*PROBLEM DETAILS*: Give back every record below, character for character.

*EXTRACTED RECORDS*:
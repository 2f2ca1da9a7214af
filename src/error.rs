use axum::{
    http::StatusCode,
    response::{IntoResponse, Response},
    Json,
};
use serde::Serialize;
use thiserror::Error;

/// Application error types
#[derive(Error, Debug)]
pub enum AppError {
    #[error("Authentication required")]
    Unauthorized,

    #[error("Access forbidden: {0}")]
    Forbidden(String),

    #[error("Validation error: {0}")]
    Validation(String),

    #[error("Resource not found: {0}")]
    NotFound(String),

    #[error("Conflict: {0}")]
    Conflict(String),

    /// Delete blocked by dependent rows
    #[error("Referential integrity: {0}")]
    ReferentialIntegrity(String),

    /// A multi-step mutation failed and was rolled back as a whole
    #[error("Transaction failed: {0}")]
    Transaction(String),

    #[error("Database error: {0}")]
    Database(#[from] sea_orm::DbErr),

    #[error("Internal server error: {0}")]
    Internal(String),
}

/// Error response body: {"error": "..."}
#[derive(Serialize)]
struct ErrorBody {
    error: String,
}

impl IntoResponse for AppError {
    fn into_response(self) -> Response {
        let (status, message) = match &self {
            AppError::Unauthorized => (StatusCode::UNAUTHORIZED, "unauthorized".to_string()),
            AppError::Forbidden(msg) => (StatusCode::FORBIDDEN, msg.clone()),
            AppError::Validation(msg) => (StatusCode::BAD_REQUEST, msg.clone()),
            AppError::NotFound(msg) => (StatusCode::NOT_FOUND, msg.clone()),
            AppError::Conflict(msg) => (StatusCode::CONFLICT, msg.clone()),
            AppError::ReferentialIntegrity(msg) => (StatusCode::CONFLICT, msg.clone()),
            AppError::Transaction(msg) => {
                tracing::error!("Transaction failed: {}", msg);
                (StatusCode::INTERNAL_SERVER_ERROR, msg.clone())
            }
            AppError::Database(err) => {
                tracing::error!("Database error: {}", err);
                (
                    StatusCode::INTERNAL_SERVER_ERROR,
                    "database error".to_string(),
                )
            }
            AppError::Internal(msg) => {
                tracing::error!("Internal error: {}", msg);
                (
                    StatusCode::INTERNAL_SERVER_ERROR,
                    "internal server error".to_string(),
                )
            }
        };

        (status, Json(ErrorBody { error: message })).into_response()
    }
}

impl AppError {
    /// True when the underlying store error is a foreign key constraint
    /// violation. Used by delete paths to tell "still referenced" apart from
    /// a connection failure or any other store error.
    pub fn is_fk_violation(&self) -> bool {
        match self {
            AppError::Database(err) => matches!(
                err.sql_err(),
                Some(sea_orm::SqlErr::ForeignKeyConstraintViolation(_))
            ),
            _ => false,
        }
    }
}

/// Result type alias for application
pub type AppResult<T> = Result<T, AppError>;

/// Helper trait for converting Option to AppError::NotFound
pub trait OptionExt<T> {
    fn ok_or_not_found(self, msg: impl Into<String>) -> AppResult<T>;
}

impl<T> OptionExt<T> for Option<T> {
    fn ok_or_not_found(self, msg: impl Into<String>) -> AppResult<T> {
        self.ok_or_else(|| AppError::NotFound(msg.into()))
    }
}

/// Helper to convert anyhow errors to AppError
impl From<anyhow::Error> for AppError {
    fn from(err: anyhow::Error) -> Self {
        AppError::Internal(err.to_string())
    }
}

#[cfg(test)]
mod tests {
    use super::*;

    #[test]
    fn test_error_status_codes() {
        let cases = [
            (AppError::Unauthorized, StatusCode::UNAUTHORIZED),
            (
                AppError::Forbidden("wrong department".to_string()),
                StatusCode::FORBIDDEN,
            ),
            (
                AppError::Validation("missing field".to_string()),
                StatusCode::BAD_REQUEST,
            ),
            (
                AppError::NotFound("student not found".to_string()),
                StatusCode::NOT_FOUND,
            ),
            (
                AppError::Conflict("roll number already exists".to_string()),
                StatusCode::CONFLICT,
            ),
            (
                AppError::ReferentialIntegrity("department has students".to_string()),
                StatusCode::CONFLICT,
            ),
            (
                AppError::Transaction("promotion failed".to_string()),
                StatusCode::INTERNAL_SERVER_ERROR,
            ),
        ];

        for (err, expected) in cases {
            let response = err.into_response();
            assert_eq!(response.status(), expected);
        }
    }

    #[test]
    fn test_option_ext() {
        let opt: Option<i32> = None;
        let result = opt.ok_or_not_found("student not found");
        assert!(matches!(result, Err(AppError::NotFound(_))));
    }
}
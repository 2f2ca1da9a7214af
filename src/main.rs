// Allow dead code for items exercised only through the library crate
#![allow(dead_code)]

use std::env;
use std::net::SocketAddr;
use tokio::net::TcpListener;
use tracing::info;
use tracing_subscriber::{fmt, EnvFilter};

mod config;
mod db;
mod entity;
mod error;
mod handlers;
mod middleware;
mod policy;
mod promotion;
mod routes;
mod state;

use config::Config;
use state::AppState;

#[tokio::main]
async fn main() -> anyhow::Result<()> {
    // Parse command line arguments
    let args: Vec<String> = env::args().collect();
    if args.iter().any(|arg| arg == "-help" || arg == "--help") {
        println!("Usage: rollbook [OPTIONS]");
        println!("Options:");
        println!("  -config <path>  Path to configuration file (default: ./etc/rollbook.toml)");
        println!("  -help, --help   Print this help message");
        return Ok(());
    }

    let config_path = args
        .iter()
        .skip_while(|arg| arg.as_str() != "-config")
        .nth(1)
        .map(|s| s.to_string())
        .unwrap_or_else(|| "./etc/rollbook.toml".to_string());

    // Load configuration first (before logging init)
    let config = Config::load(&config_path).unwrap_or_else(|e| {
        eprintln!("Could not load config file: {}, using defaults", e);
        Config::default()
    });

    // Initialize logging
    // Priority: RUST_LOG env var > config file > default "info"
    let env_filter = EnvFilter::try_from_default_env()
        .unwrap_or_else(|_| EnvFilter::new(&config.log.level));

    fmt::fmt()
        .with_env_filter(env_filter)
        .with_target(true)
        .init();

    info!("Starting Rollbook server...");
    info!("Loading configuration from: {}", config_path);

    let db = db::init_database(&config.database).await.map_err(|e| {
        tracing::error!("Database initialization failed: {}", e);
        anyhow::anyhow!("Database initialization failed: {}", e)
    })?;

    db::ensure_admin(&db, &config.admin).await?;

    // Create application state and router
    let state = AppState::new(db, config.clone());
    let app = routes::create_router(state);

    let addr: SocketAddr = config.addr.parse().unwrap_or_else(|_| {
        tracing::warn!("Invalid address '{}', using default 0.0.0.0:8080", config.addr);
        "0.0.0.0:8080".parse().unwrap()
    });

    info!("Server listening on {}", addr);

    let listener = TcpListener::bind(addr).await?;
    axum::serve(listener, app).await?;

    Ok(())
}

*OUTPUT FOR THIS EXERCISE*:
repository 2f2ca1da9a7214af
filename src/error.rs
use axum::{
    http::StatusCode,
    response::{IntoResponse, Response},
    Json,
};
use serde::Serialize;
use thiserror::Error;

/// Application error types
#[derive(Error, Debug)]
pub enum AppError {
    #[error("Authentication required")]
    Unauthorized,

    #[error("Access forbidden: {0}")]
    Forbidden(String),

    #[error("Validation error: {0}")]
    Validation(String),

    #[error("Resource not found: {0}")]
    NotFound(String),

    #[error("Conflict: {0}")]
    Conflict(String),

    /// Delete blocked by dependent rows
    #[error("Referential integrity: {0}")]
    ReferentialIntegrity(String),

    /// A multi-step mutation failed and was rolled back as a whole
    #[error("Transaction failed: {0}")]
    Transaction(String),

    #[error("Database error: {0}")]
    Database(#[from] sea_orm::DbErr),

    #[error("Internal server error: {0}")]
    Internal(String),
}

/// Error response body: {"error": "..."}
#[derive(Serialize)]
struct ErrorBody {
    error: String,
}

impl IntoResponse for AppError {
    fn into_response(self) -> Response {
        let (status, message) = match &self {
            AppError::Unauthorized => (StatusCode::UNAUTHORIZED, "unauthorized".to_string()),
            AppError::Forbidden(msg) => (StatusCode::FORBIDDEN, msg.clone()),
            AppError::Validation(msg) => (StatusCode::BAD_REQUEST, msg.clone()),
            AppError::NotFound(msg) => (StatusCode::NOT_FOUND, msg.clone()),
            AppError::Conflict(msg) => (StatusCode::CONFLICT, msg.clone()),
            AppError::ReferentialIntegrity(msg) => (StatusCode::CONFLICT, msg.clone()),
            AppError::Transaction(msg) => {
                tracing::error!("Transaction failed: {}", msg);
                (StatusCode::INTERNAL_SERVER_ERROR, msg.clone())
            }
            AppError::Database(err) => {
                tracing::error!("Database error: {}", err);
                (
                    StatusCode::INTERNAL_SERVER_ERROR,
                    "database error".to_string(),
                )
            }
            AppError::Internal(msg) => {
                tracing::error!("Internal error: {}", msg);
                (
                    StatusCode::INTERNAL_SERVER_ERROR,
                    "internal server error".to_string(),
                )
            }
        };

        (status, Json(ErrorBody { error: message })).into_response()
    }
}

impl AppError {
    /// True when the underlying store error is a foreign key constraint
    /// violation. Used by delete paths to tell "still referenced" apart from
    /// a connection failure or any other store error.
    pub fn is_fk_violation(&self) -> bool {
        match self {
            AppError::Database(err) => matches!(
                err.sql_err(),
                Some(sea_orm::SqlErr::ForeignKeyConstraintViolation(_))
            ),
            _ => false,
        }
    }
}

/// Result type alias for application
pub type AppResult<T> = Result<T, AppError>;

/// Helper trait for converting Option to AppError::NotFound
pub trait OptionExt<T> {
    fn ok_or_not_found(self, msg: impl Into<String>) -> AppResult<T>;
}

impl<T> OptionExt<T> for Option<T> {
    fn ok_or_not_found(self, msg: impl Into<String>) -> AppResult<T> {
        self.ok_or_else(|| AppError::NotFound(msg.into()))
    }
}

/// Helper to convert anyhow errors to AppError
impl From<anyhow::Error> for AppError {
    fn from(err: anyhow::Error) -> Self {
        AppError::Internal(err.to_string())
    }
}

#[cfg(test)]
mod tests {
    use super::*;

    #[test]
    fn test_error_status_codes() {
        let cases = [
            (AppError::Unauthorized, StatusCode::UNAUTHORIZED),
            (
                AppError::Forbidden("wrong department".to_string()),
                StatusCode::FORBIDDEN,
            ),
            (
                AppError::Validation("missing field".to_string()),
                StatusCode::BAD_REQUEST,
            ),
            (
                AppError::NotFound("student not found".to_string()),
                StatusCode::NOT_FOUND,
            ),
            (
                AppError::Conflict("roll number already exists".to_string()),
                StatusCode::CONFLICT,
            ),
            (
                AppError::ReferentialIntegrity("department has students".to_string()),
                StatusCode::CONFLICT,
            ),
            (
                AppError::Transaction("promotion failed".to_string()),
                StatusCode::INTERNAL_SERVER_ERROR,
            ),
        ];

        for (err, expected) in cases {
            let response = err.into_response();
            assert_eq!(response.status(), expected);
        }
    }

    #[test]
    fn test_option_ext() {
        let opt: Option<i32> = None;
        let result = opt.ok_or_not_found("student not found");
        assert!(matches!(result, Err(AppError::NotFound(_))));
    }
}
repository 2f2ca1da9a7214af
filename src/main.rs
// Allow dead code for items exercised only through the library crate
#![allow(dead_code)]

use std::env;
use std::net::SocketAddr;
use tokio::net::TcpListener;
use tracing::info;
use tracing_subscriber::{fmt, EnvFilter};

mod config;
mod db;
mod entity;
mod error;
mod handlers;
mod middleware;
mod policy;
mod promotion;
mod routes;
mod state;

use config::Config;
use state::AppState;

#[tokio::main]
async fn main() -> anyhow::Result<()> {
    // Parse command line arguments
    let args: Vec<String> = env::args().collect();
    if args.iter().any(|arg| arg == "-help" || arg == "--help") {
        println!("Usage: rollbook [OPTIONS]");
        println!("Options:");
        println!("  -config <path>  Path to configuration file (default: ./etc/rollbook.toml)");
        println!("  -help, --help   Print this help message");
        return Ok(());
    }

    let config_path = args
        .iter()
        .skip_while(|arg| arg.as_str() != "-config")
        .nth(1)
        .map(|s| s.to_string())
        .unwrap_or_else(|| "./etc/rollbook.toml".to_string());

    // Load configuration first (before logging init)
    let config = Config::load(&config_path).unwrap_or_else(|e| {
        eprintln!("Could not load config file: {}, using defaults", e);
        Config::default()
    });

    // Initialize logging
    // Priority: RUST_LOG env var > config file > default "info"
    let env_filter = EnvFilter::try_from_default_env()
        .unwrap_or_else(|_| EnvFilter::new(&config.log.level));

    fmt::fmt()
        .with_env_filter(env_filter)
        .with_target(true)
        .init();

    info!("Starting Rollbook server...");
    info!("Loading configuration from: {}", config_path);

    let db = db::init_database(&config.database).await.map_err(|e| {
        tracing::error!("Database initialization failed: {}", e);
        anyhow::anyhow!("Database initialization failed: {}", e)
    })?;

    db::ensure_admin(&db, &config.admin).await?;

    // Create application state and router
    let state = AppState::new(db, config.clone());
    let app = routes::create_router(state);

    let addr: SocketAddr = config.addr.parse().unwrap_or_else(|_| {
        tracing::warn!("Invalid address '{}', using default 0.0.0.0:8080", config.addr);
        "0.0.0.0:8080".parse().unwrap()
    });

    info!("Server listening on {}", addr);

    let listener = TcpListener::bind(addr).await?;
    axum::serve(listener, app).await?;

    Ok(())
}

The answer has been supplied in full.